==== Data records ====

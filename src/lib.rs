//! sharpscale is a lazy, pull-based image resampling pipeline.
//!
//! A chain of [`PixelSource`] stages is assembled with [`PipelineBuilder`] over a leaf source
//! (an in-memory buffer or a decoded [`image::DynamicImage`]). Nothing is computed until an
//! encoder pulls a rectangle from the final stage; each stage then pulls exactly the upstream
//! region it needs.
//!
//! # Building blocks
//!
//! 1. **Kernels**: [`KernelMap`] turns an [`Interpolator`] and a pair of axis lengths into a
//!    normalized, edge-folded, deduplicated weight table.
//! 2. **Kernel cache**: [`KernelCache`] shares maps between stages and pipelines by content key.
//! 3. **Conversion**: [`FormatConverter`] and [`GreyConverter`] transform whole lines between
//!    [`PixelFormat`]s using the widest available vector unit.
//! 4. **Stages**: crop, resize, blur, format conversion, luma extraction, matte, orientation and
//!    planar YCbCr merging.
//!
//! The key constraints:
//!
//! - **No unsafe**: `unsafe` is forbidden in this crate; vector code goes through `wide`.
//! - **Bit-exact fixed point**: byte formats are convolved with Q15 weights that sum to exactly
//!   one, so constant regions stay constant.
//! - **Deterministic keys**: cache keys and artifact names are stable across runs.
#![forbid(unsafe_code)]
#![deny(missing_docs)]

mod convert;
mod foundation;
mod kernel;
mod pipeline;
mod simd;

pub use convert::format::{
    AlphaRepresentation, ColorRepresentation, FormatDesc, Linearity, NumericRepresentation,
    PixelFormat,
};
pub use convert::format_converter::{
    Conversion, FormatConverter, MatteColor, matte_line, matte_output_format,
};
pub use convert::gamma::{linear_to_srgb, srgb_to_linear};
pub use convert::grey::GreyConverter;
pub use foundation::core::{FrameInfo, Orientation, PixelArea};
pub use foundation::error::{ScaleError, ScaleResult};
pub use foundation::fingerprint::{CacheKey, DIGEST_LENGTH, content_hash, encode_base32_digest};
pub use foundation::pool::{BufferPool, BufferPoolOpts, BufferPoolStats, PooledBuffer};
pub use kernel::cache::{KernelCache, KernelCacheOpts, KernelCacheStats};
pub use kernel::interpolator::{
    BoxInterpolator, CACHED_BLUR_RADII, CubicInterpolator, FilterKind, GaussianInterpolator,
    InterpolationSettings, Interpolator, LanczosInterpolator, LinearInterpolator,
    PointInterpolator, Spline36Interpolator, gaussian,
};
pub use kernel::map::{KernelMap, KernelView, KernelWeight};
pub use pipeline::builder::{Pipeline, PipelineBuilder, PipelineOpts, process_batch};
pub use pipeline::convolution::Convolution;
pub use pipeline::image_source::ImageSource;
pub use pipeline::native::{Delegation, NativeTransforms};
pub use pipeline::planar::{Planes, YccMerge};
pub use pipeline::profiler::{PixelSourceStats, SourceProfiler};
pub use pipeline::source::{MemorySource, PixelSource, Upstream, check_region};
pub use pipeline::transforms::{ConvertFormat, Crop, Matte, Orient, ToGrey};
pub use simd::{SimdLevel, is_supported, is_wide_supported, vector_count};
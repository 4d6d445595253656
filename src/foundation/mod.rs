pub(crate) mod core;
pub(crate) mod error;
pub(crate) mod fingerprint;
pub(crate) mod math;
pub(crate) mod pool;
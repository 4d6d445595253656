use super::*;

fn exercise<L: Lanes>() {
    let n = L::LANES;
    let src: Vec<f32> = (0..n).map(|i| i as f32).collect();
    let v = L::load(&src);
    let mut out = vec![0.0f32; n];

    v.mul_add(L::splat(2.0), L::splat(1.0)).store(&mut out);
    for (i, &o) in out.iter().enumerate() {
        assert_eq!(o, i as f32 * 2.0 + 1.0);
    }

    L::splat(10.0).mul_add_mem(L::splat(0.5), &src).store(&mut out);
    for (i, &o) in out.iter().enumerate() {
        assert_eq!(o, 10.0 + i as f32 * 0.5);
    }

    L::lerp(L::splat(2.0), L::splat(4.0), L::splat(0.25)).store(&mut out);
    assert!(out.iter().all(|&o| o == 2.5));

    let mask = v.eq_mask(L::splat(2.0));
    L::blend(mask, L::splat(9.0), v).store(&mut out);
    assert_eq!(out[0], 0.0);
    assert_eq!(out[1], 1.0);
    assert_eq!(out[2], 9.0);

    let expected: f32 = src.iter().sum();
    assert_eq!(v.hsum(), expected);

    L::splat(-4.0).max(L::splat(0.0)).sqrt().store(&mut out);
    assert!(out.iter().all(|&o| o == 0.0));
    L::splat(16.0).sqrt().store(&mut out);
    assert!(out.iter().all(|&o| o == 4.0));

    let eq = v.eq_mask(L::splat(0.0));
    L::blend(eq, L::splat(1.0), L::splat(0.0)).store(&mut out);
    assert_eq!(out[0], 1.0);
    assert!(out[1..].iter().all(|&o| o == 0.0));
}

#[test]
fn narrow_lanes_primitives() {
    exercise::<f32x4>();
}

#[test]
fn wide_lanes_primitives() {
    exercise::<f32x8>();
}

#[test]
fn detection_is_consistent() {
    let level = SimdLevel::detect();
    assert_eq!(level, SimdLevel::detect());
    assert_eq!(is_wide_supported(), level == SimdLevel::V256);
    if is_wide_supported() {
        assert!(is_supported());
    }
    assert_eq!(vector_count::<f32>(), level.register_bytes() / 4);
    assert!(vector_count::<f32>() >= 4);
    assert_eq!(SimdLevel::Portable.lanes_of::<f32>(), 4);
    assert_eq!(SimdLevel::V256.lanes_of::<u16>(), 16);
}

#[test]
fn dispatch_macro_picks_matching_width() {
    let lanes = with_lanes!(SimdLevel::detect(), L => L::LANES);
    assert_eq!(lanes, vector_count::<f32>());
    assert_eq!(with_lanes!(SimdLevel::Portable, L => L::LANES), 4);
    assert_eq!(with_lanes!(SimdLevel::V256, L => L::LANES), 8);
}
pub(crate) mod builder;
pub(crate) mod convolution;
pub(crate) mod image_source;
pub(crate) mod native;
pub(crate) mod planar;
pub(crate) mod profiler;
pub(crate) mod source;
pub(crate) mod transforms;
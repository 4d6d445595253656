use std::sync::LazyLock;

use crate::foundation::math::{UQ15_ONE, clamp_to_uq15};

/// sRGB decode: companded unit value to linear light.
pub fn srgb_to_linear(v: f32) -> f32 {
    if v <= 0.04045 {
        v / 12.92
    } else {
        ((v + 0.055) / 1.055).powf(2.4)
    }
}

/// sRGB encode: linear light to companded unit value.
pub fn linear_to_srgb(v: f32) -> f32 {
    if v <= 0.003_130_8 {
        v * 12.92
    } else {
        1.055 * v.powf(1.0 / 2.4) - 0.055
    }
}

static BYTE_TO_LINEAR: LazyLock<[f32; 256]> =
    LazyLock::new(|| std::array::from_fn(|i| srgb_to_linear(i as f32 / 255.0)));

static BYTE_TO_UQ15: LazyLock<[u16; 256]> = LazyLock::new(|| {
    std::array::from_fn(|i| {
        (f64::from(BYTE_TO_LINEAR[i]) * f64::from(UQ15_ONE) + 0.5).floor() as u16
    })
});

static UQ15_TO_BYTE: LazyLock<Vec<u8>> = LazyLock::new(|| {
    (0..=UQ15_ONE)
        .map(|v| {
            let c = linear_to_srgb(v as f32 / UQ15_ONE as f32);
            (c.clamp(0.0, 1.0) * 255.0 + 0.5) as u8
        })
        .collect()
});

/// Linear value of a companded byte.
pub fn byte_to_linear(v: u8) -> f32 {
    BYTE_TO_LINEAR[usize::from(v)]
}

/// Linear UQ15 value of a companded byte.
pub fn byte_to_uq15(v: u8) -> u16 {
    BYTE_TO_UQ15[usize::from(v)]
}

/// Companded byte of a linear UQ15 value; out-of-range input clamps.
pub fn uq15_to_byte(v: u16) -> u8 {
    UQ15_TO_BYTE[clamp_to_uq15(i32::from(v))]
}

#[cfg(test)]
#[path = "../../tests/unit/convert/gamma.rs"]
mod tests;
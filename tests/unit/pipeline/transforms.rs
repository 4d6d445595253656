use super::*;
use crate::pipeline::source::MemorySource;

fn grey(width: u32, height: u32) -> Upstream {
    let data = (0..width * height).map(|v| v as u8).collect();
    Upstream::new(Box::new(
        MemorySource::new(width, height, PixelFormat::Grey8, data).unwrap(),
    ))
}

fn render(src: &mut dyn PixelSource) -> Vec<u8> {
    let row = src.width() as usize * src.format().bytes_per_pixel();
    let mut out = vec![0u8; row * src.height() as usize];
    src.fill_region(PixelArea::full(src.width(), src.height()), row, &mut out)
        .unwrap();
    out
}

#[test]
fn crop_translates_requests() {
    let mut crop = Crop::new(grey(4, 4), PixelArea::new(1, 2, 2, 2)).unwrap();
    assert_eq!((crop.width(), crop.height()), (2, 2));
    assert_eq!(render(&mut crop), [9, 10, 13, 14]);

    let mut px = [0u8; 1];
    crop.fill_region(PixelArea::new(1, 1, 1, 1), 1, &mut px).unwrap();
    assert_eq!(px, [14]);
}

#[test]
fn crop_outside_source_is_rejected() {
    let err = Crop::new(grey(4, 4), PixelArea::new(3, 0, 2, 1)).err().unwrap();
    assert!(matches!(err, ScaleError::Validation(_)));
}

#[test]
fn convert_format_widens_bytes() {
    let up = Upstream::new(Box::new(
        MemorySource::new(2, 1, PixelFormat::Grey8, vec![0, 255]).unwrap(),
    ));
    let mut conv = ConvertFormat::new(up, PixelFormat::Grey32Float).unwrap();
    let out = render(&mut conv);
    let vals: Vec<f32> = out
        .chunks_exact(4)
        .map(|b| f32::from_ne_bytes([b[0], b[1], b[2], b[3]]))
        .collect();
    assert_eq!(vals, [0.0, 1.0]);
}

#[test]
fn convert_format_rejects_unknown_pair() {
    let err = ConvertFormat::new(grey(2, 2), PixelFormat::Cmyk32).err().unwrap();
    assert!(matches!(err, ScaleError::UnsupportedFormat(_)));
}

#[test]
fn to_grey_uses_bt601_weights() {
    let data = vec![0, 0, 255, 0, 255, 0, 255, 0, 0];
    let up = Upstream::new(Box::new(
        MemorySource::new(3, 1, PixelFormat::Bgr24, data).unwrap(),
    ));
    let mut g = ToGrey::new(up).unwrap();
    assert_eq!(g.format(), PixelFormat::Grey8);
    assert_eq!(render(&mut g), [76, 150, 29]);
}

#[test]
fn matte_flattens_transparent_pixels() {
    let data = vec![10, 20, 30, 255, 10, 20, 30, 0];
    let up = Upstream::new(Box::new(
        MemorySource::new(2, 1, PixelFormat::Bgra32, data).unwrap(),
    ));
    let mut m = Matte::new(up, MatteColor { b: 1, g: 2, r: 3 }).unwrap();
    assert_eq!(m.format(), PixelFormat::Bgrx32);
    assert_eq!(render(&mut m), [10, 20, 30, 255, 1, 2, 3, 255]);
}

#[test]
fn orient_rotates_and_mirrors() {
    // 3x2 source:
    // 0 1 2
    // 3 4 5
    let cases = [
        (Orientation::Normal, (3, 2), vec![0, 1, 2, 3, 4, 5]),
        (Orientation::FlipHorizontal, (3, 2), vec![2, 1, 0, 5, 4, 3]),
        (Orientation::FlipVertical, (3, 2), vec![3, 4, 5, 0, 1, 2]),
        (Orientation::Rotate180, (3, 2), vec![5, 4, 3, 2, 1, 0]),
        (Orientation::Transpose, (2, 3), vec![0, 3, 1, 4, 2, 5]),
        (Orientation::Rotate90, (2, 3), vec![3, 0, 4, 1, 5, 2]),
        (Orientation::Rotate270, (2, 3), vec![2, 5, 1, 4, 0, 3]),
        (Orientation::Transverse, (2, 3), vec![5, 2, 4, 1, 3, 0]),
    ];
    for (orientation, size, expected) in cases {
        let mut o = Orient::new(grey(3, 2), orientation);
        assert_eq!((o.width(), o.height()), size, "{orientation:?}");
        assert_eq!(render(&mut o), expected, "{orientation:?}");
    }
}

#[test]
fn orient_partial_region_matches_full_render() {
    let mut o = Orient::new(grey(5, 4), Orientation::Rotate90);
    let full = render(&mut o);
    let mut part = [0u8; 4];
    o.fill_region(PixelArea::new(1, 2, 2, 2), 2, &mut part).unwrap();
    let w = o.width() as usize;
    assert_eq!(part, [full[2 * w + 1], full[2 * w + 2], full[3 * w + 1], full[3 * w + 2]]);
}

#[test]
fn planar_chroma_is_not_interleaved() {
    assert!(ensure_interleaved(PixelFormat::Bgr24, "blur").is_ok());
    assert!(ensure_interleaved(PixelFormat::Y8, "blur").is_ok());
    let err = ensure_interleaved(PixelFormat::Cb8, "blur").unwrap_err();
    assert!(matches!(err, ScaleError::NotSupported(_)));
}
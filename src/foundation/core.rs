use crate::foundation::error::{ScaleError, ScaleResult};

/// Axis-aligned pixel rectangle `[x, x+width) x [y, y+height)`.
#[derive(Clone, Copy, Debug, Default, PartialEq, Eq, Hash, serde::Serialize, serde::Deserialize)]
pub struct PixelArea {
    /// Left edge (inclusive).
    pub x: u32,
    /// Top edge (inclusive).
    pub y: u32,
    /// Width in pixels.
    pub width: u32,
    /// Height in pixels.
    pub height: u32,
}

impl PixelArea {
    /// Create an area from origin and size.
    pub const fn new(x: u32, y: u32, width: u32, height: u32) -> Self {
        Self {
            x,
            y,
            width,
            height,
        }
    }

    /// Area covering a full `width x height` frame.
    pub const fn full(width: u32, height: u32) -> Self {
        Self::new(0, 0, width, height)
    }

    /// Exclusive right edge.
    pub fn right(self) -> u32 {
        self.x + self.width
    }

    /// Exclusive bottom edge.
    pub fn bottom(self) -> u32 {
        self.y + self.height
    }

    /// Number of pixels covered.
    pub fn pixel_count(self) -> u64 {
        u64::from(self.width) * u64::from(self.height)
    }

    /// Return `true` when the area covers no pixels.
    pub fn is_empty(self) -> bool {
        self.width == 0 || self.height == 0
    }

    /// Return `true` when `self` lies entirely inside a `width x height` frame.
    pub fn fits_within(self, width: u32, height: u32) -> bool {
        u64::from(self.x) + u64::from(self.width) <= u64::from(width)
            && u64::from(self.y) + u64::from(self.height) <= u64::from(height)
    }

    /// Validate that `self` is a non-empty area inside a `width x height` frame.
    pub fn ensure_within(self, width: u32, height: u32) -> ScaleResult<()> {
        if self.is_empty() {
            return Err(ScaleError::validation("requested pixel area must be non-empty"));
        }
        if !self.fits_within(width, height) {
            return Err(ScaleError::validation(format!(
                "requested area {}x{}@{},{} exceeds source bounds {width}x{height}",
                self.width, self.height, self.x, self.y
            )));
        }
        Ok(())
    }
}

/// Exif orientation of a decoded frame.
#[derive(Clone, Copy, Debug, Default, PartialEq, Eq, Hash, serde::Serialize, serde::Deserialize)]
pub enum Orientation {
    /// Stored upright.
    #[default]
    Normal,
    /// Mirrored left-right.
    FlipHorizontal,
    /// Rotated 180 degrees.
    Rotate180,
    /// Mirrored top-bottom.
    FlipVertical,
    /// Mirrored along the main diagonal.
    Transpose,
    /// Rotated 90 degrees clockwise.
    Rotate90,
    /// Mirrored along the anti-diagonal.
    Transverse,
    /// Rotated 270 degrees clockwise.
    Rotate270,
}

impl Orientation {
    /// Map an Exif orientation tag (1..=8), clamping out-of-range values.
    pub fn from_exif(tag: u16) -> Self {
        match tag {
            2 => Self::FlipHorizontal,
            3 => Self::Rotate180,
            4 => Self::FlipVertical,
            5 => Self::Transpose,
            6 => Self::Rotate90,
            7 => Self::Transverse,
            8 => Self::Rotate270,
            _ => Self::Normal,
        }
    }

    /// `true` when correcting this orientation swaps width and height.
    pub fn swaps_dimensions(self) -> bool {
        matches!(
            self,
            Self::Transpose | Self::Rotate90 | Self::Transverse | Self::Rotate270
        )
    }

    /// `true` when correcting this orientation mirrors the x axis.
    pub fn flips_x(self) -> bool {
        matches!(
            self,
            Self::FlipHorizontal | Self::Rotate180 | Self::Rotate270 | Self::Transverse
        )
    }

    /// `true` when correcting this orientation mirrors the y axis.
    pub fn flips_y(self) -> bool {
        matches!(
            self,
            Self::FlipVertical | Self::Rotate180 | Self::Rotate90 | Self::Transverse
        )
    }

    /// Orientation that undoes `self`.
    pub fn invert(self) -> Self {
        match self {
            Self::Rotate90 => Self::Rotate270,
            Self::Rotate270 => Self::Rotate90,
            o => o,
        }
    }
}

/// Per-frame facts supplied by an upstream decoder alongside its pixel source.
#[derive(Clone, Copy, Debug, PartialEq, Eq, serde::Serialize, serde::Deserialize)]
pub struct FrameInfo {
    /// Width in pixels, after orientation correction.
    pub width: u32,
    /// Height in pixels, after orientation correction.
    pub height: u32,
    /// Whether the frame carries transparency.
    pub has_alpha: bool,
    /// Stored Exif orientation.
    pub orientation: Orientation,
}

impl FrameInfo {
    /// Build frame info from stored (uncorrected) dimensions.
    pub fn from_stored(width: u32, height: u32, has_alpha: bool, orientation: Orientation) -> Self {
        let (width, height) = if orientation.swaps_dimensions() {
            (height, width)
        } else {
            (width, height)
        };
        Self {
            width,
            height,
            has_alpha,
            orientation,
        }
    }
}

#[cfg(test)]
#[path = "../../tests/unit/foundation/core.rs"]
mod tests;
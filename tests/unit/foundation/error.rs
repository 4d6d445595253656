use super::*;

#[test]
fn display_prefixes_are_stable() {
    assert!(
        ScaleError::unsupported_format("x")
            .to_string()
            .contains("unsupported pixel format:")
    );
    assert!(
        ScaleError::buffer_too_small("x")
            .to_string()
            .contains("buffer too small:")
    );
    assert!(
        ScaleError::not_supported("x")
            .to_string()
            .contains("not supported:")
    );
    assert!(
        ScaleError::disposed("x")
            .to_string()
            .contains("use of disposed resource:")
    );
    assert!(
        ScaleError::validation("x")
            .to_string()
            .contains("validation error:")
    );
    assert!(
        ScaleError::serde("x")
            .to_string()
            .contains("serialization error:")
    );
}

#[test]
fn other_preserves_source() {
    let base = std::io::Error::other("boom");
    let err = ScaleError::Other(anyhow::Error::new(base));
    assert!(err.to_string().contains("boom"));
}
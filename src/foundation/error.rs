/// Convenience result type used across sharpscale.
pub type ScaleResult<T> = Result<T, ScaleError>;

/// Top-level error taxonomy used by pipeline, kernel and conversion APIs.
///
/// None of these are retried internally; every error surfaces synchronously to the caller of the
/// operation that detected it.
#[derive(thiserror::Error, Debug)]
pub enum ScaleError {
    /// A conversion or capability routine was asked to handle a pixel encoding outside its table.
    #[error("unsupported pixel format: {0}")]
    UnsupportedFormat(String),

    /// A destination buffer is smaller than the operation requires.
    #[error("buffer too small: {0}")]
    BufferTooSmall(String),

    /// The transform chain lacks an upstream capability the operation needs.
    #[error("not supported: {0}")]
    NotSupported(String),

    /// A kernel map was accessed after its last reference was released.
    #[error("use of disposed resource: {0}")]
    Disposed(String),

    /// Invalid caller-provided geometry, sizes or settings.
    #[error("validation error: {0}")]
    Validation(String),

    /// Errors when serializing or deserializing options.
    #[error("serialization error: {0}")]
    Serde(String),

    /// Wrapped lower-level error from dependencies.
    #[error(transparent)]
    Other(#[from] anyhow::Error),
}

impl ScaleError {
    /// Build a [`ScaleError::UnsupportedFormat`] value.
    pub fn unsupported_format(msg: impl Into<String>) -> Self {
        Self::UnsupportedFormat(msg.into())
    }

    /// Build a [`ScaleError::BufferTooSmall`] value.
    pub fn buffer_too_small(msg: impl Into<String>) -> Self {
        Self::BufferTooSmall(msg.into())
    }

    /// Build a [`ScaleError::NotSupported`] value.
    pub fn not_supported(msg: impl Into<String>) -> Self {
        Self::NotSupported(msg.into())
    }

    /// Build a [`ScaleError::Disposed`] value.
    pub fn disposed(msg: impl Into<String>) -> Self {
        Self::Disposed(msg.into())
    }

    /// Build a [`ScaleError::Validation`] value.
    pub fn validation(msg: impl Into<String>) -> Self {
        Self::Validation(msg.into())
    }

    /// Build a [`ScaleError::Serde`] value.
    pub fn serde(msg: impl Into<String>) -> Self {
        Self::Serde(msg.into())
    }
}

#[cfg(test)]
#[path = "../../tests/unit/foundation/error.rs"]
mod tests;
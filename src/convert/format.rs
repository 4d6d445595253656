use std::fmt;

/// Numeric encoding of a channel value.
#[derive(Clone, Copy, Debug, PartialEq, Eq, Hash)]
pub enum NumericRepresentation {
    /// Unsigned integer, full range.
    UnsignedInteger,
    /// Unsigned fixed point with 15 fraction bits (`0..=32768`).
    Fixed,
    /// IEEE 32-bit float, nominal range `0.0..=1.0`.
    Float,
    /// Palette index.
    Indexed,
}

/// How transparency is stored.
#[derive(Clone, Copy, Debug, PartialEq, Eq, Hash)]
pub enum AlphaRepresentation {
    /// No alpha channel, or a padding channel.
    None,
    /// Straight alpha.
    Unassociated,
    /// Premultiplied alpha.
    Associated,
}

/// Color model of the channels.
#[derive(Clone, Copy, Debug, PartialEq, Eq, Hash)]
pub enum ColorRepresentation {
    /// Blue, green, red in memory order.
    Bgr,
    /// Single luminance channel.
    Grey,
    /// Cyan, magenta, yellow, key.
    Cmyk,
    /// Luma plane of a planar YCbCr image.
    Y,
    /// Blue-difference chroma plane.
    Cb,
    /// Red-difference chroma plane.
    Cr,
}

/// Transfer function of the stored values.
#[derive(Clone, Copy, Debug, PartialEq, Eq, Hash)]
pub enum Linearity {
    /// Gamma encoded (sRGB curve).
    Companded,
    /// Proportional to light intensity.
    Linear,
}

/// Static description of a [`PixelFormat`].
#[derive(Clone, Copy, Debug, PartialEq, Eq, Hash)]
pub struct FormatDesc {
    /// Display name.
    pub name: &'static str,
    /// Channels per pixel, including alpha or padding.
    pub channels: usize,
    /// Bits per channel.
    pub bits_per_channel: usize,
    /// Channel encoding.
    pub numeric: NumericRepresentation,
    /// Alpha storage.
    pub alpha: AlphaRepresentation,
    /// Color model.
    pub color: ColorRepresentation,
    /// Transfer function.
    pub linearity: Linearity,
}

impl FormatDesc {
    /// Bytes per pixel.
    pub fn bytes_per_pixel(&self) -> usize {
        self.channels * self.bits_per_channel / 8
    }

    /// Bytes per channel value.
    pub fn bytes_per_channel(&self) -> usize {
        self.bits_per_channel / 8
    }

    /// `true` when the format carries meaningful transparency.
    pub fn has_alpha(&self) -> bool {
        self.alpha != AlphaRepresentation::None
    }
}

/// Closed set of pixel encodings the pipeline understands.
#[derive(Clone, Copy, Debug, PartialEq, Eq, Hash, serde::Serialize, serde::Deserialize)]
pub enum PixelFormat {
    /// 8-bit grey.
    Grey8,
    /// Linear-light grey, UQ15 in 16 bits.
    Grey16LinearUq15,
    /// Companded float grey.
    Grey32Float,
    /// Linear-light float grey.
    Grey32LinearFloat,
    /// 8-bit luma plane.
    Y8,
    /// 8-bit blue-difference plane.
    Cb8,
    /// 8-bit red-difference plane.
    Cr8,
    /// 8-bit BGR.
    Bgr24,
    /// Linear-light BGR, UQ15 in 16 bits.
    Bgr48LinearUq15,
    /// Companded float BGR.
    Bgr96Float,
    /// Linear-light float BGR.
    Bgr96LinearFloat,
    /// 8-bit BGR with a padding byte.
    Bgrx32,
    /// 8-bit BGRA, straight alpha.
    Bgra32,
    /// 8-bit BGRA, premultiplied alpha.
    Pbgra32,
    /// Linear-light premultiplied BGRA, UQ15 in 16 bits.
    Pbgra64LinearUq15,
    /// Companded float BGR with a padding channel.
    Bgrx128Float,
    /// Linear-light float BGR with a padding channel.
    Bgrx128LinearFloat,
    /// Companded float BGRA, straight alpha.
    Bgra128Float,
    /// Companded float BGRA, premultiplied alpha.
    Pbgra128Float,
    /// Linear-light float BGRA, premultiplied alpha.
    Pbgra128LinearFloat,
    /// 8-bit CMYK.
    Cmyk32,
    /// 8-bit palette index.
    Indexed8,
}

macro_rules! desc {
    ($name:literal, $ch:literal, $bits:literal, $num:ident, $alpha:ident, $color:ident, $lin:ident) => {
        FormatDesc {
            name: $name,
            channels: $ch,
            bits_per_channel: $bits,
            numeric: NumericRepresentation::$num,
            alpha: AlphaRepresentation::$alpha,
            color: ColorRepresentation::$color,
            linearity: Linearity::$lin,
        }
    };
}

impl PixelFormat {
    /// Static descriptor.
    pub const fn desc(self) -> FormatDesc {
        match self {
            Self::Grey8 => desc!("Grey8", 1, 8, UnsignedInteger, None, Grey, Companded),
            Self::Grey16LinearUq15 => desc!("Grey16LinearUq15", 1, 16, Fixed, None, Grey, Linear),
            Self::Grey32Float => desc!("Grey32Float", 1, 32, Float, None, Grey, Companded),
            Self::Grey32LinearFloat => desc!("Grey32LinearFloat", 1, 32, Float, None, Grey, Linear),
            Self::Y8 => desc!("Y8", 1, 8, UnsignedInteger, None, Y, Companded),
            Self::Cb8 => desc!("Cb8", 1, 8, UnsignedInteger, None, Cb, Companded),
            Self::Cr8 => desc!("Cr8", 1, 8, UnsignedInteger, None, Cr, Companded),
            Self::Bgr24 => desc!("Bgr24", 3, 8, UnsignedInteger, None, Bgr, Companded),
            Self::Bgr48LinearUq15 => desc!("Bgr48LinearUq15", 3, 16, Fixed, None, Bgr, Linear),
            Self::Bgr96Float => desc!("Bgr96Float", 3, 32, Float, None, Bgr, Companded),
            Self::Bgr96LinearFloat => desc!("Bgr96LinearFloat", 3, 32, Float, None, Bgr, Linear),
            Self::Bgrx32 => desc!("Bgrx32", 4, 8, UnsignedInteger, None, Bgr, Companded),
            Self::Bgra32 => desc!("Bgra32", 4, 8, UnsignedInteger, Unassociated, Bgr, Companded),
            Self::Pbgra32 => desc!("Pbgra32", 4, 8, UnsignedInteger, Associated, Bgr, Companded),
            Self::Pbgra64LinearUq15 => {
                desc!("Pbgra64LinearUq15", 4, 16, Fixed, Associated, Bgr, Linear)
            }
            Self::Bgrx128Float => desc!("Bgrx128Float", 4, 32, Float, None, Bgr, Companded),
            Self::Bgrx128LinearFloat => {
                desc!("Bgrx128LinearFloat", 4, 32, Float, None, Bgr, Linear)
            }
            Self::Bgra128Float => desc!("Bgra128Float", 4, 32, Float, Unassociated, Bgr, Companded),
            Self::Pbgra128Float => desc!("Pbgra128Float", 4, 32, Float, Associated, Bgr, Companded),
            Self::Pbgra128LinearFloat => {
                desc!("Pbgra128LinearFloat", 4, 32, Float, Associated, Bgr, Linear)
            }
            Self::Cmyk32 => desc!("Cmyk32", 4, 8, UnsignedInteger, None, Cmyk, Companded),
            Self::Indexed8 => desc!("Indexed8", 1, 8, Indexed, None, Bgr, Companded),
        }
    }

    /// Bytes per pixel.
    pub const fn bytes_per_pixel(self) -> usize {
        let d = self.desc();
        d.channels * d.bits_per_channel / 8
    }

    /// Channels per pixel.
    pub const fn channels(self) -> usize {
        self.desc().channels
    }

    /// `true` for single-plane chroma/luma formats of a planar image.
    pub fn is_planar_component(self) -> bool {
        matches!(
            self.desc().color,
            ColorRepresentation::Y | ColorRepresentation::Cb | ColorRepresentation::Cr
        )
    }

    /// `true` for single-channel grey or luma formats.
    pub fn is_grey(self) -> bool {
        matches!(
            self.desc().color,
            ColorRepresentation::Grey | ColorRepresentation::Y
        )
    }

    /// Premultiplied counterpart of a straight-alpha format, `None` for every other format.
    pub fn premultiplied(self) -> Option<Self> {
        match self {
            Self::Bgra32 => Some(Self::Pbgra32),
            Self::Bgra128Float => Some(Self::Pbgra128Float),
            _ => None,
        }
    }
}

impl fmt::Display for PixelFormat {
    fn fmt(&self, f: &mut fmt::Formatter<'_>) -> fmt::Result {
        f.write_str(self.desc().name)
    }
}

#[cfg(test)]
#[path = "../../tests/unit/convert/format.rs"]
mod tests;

====

**Exercise aim:**
Set every line down again exactly. Begin with the first line of the entries and finish with the line containing "computed until an".

**Answer:**
filename src/lib.rs
//! sharpscale is a lazy, pull-based image resampling pipeline.
//!
//! A chain of [`PixelSource`] stages is assembled with [`PipelineBuilder`] over a leaf source
//! (an in-memory buffer or a decoded [`image::DynamicImage`]). Nothing is computed until an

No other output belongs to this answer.